Purpose : Over two million people worldwide suffer from inherited retinal diseases (IRDs) with most classified clinically as retinitis pigmentosa (RP) or macular dystrophies. Although significant progress has been made in the application of gene therapy for the treatment of some IRDs, there is a need for the development of new and improved therapeutic strategies based on emerging technologies that overcome the limitations of previous gene therapy. The purpose of this study is to explore the use of genome base editing in combination with lipid nanoparticle (LNP) delivery system to correct a nonsense mutation in the rhodopsin (Rho) gene linked to RP and a nonsense mutation in the ABCA4 gene linked to Stargardt disease.

Methods : HEK293T cells stably expressing C-terminus EGFP-tagged rhodopsin with or without a Q344Ter mutation were treated with pNG-ABE8e (addgene #138491) and sgRNA that place the target base in position A3 or A6 using either polyethylenimine (PEI) or LNPs as transfection agents.

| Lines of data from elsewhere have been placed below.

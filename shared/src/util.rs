/// Current UTC timestamp in milliseconds
pub fn now_millis() -> i64 {
    chrono::Utc::now().timestamp_millis()
}

/// Generate a Snowflake-style i64 for use as resource ID.
///
/// Layout (53 bits, fits in JavaScript's Number.MAX_SAFE_INTEGER):
///   - 41 bits: milliseconds since 2024-01-01 UTC (~69 years)
///   - 12 bits: random (4096 values per ms)
///
/// Hosts without a database sequence use this to assign table ids.
pub fn snowflake_id() -> i64 {
    use rand::Rng;
    const EPOCH_MS: i64 = 1_704_067_200_000;
    let now = now_millis();
    let ts = (now - EPOCH_MS) & 0x1FF_FFFF_FFFF; // 41 bits
    let rand_bits: i64 = rand::thread_rng().gen_range(0..0x1000); // 12 bits
    (ts << 12) | rand_bits
}
//! Employee Model

use serde::{Deserialize, Serialize};

/// Employee response (without password)
#[derive(Debug, Clone, PartialEq, Serialize, Deserialize)]
pub struct EmployeeResponse {
    pub id: i64,
    pub username: String,
    pub display_name: String,
    pub role_id: i64,
    pub is_active: bool,
}
#[test]
fn test_template_prefix_leaves_room_for_counter() {
    let mut surface = open(vec![]);
    let err = surface
        .set_template(TableTemplate {
            label_prefix: "p".repeat(MAX_LABEL_PREFIX_LEN + 1),
            capacity: 2,
            shape: TableShape::Round,
        })
        .unwrap_err();
    assert_eq!(err.code, ErrorCode::ValidationFailed);
    assert_eq!(surface.template().label_prefix, "T");
}

#[test]
fn test_default_capacity_beyond_row_limit_rejected_at_open() {
    let config = EditorConfig {
        default_capacity: MAX_CAPACITY + 70,
        ..Default::default()
    };
    let result = EditorSurface::open(
        &config,
        &session("manager"),
        &hall(),
        &[],
        MemoryHost::new(),
    );
    assert_eq!(result.err().unwrap().code, ErrorCode::ConfigError);
}

#[test]
fn test_padded_label_edit_within_limit_is_stored_trimmed() {
    let mut surface = open(vec![row(1, 2, 3, 2)]);
    let label = "w".repeat(MAX_LABEL_LEN);

    surface
        .update_fields(
            1,
            TableEdit {
                label: Some(format!("  {label}  ")),
                ..Default::default()
            },
        )
        .unwrap();
    assert_eq!(surface.table(1).unwrap().label, label);
    assert_eq!(surface.host().row(1).unwrap().name, label);
    assert_eq!(reopen(&surface, &EditorConfig::default()).table(1).unwrap().label, label);
}

#[test]
fn test_placement_click_on_covered_cell_creates_table() {
    // 2x2 table at (2, 2) covers (3, 3) without anchoring there
    let mut surface = open(vec![row(1, 2, 2, 4)]);
    surface.set_placement_mode(true).unwrap();
    assert!(surface.view().cell(3, 3).unwrap().placeable);

    let id = match surface.pointer_down(inside(3, 3)).unwrap() {
        PointerDown::Created(id) => id,
        other => panic!("expected a new table, got {other:?}"),
    };
    assert_eq!(surface.table(id).unwrap().anchor, Cell::new(3, 3));

    // An anchor cell still selects the table standing on it
    assert_eq!(surface.pointer_down(inside(2, 2)).unwrap(), PointerDown::Table(1));
    assert_eq!(surface.selected(), Some(1));
    assert_eq!(surface.tables().len(), 2);
}
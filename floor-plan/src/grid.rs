//! Floor grid model
//!
//! A zone's floor is a `width × height` grid of integer cells. Tables are
//! anchored at a cell; valid cells satisfy `0 <= x < width`, `0 <= y < height`.

use serde::{Deserialize, Serialize};

use crate::placement::PlacementError;

/// Cell coordinate on the floor grid
#[derive(Debug, Clone, Copy, PartialEq, Eq, Hash, Default, Serialize, Deserialize)]
pub struct Cell {
    pub x: i32,
    pub y: i32,
}

impl Cell {
    pub const fn new(x: i32, y: i32) -> Self {
        Self { x, y }
    }
}

impl std::fmt::Display for Cell {
    fn fmt(&self, f: &mut std::fmt::Formatter<'_>) -> std::fmt::Result {
        write!(f, "({}, {})", self.x, self.y)
    }
}

/// Allowed range for each grid axis (inclusive)
#[derive(Debug, Clone, Copy, PartialEq, Eq, Serialize, Deserialize)]
pub struct GridLimits {
    pub min: i32,
    pub max: i32,
}

impl Default for GridLimits {
    fn default() -> Self {
        Self { min: 5, max: 20 }
    }
}

impl GridLimits {
    pub fn allows(&self, size: i32) -> bool {
        (self.min..=self.max).contains(&size)
    }
}

/// Rectangular floor grid
#[derive(Debug, Clone, Copy, PartialEq, Eq, Serialize, Deserialize)]
pub struct Grid {
    width: i32,
    height: i32,
}

impl Grid {
    /// Create a grid, rejecting dimensions outside `limits`.
    ///
    /// Each axis needs at least one cell whatever the limits say.
    pub fn new(width: i32, height: i32, limits: &GridLimits) -> Result<Self, PlacementError> {
        if width < 1 || height < 1 || !limits.allows(width) || !limits.allows(height) {
            return Err(PlacementError::InvalidGrid {
                width,
                height,
                min: limits.min,
                max: limits.max,
            });
        }
        Ok(Self { width, height })
    }

    pub fn width(&self) -> i32 {
        self.width
    }

    pub fn height(&self) -> i32 {
        self.height
    }

    pub fn cell_count(&self) -> usize {
        (self.width * self.height) as usize
    }

    /// Whether `cell` lies within `[0, width) × [0, height)`
    pub fn contains(&self, cell: Cell) -> bool {
        (0..self.width).contains(&cell.x) && (0..self.height).contains(&cell.y)
    }

    /// Clamp `cell` onto the nearest valid cell
    pub fn clamp(&self, cell: Cell) -> Cell {
        Cell {
            x: cell.x.clamp(0, self.width - 1),
            y: cell.y.clamp(0, self.height - 1),
        }
    }

    /// All cells in row-major order
    pub fn cells(&self) -> impl Iterator<Item = Cell> + '_ {
        (0..self.height).flat_map(move |y| (0..self.width).map(move |x| Cell::new(x, y)))
    }
}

LNPs were synthesized by rapid mixing of ionizable lipids, phospholipid, cholesterol, PEG lipid, pNG-Abe8e, and sgRNA. Editing efficiency was determined 72 hours post-transfection by restoration of EGFP signal as quantified by flow cytometry with non-transfected cells used as negative control. Base editing was also evaluated by immunofluorescence (IF), Western blotting (WB), and DNA Sanger sequencing.

Results : The Rho gene was successfully edited using pNG-ABE8e and sgRNA in position A6. PEI transfection of pNG-Abe8e resulted in 18% editing for A6-sgRNA and 3% editing for A3-sgRNA (n=5). In contrast, the delivery of pNG-ABE8e and A6 sgRNA using LNP resulted in 81% editing efficiency (n=3). WB and IF confirmed the restoration of EGFP signal after treatment with pNG-ABE8e and A6 sgRNA. No editing was detected when a scrambled control sgRNA was used. Sanger sequencing confirmed editing at the target nucleotide and the absence of off-target edits within the editing window.

Conclusions : This data demonstrates the efficiency of LNP transfection and the ability to successfully edit the Rho c.1030C>T (p.Q344Ter) mutation. This easily customizable technology is now being applied to repair nonsense mutations in ABCA4. These findings provide the foundation for the pairing of LNP and base editing technology for potential in vivo rescue and survival of photoreceptors.

This abstract was presented at the 2024 ARVO Annual Meeting, held in Seattle, WA, May 5-9, 2024.